**Work item**
Return all lines from the entries below in which the word "struct" is present.

^^^^^^^^^^^^^^^^

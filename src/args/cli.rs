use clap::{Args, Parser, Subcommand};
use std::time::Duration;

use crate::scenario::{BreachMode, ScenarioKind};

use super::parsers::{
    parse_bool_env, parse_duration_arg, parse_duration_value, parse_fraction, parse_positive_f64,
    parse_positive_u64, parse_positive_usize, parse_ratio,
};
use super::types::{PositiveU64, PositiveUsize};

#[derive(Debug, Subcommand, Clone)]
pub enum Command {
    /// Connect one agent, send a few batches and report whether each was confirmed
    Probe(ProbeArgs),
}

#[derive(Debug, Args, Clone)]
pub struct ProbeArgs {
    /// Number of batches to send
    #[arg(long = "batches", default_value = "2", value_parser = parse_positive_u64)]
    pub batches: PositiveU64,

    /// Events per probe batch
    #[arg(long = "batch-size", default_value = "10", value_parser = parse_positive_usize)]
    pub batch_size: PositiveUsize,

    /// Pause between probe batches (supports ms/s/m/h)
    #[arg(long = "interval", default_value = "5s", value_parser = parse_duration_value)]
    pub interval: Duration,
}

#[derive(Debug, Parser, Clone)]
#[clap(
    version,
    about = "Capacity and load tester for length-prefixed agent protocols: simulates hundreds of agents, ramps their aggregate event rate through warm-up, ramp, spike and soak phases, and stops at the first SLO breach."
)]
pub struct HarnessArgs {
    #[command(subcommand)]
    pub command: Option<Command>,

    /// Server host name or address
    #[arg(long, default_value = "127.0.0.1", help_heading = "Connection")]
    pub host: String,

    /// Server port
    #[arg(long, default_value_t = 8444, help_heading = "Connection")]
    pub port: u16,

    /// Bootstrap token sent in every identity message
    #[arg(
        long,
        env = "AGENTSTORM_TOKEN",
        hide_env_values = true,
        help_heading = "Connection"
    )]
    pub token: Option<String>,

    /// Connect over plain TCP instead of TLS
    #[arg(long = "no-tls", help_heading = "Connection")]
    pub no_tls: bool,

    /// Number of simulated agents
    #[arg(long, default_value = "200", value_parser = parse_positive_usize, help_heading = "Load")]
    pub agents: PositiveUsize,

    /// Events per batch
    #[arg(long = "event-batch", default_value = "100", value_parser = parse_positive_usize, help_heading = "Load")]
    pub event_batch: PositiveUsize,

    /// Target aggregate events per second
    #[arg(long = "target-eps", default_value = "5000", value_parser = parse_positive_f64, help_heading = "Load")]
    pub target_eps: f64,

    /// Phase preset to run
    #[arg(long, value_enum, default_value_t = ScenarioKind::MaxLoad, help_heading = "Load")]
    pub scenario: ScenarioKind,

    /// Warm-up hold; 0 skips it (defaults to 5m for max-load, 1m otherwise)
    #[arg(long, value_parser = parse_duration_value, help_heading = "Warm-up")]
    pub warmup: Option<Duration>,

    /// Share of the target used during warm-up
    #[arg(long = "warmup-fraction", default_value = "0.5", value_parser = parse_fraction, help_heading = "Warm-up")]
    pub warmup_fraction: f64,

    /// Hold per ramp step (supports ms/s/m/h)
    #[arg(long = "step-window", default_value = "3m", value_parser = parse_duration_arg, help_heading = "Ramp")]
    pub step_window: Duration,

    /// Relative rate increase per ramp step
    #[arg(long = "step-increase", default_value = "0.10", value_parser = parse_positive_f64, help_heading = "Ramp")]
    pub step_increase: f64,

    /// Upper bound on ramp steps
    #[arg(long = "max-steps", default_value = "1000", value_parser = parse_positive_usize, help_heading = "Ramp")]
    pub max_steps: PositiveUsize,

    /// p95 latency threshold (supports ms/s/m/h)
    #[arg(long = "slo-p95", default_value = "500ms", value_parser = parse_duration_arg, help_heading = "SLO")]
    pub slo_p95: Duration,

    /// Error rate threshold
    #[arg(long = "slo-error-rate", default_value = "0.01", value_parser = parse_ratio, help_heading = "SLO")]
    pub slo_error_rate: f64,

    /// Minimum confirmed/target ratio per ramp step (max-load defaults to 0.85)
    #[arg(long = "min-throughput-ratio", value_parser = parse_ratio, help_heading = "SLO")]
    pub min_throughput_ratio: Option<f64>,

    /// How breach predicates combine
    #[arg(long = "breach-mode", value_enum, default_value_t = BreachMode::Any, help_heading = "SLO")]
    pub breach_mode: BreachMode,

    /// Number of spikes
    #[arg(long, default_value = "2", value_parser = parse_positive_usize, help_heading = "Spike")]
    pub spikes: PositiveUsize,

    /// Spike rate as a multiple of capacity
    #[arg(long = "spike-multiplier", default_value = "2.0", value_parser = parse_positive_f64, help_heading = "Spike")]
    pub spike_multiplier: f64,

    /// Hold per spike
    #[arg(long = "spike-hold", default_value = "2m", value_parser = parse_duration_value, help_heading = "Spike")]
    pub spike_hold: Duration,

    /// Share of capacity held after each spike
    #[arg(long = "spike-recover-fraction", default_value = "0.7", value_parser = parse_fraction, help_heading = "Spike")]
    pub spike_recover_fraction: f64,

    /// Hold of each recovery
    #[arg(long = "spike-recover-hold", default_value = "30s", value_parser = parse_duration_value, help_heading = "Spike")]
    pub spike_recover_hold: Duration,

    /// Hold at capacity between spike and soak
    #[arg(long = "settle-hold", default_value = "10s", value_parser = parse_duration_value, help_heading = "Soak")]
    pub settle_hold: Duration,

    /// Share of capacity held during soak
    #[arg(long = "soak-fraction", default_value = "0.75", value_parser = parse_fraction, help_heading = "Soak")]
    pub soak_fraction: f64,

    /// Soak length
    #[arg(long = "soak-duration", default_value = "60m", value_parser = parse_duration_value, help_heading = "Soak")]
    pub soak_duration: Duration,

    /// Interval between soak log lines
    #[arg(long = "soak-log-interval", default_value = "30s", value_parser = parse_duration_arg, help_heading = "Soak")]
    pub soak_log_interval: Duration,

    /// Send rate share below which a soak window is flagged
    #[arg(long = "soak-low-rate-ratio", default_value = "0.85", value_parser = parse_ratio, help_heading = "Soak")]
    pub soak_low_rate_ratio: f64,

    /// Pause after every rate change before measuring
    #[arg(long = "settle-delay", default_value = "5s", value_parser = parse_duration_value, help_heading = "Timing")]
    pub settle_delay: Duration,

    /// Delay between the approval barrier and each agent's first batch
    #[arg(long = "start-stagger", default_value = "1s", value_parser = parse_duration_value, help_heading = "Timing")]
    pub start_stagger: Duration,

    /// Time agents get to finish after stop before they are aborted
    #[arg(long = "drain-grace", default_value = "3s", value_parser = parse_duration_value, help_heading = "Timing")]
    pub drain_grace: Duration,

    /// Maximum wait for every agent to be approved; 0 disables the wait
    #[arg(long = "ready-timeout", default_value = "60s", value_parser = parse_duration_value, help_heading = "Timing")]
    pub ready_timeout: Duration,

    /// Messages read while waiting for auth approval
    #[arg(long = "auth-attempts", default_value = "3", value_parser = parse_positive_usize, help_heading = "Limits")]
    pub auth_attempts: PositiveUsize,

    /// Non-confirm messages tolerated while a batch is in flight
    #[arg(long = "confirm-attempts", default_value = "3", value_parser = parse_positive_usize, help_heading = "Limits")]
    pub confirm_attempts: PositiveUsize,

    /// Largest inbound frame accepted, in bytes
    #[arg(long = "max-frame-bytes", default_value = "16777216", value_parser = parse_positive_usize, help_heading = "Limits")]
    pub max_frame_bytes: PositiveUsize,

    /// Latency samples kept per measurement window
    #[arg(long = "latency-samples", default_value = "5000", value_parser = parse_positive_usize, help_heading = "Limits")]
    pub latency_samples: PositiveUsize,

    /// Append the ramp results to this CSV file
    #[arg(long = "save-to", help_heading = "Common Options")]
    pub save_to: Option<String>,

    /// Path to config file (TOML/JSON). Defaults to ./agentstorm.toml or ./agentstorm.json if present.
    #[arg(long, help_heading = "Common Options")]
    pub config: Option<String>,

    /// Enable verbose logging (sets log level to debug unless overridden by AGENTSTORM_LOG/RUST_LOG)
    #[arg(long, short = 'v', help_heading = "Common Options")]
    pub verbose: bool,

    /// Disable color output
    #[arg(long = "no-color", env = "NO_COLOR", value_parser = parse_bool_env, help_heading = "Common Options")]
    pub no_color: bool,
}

^^^^^^^^^^^^^^^^

**Solution for this problem**
pub struct ProbeArgs {
pub struct HarnessArgs {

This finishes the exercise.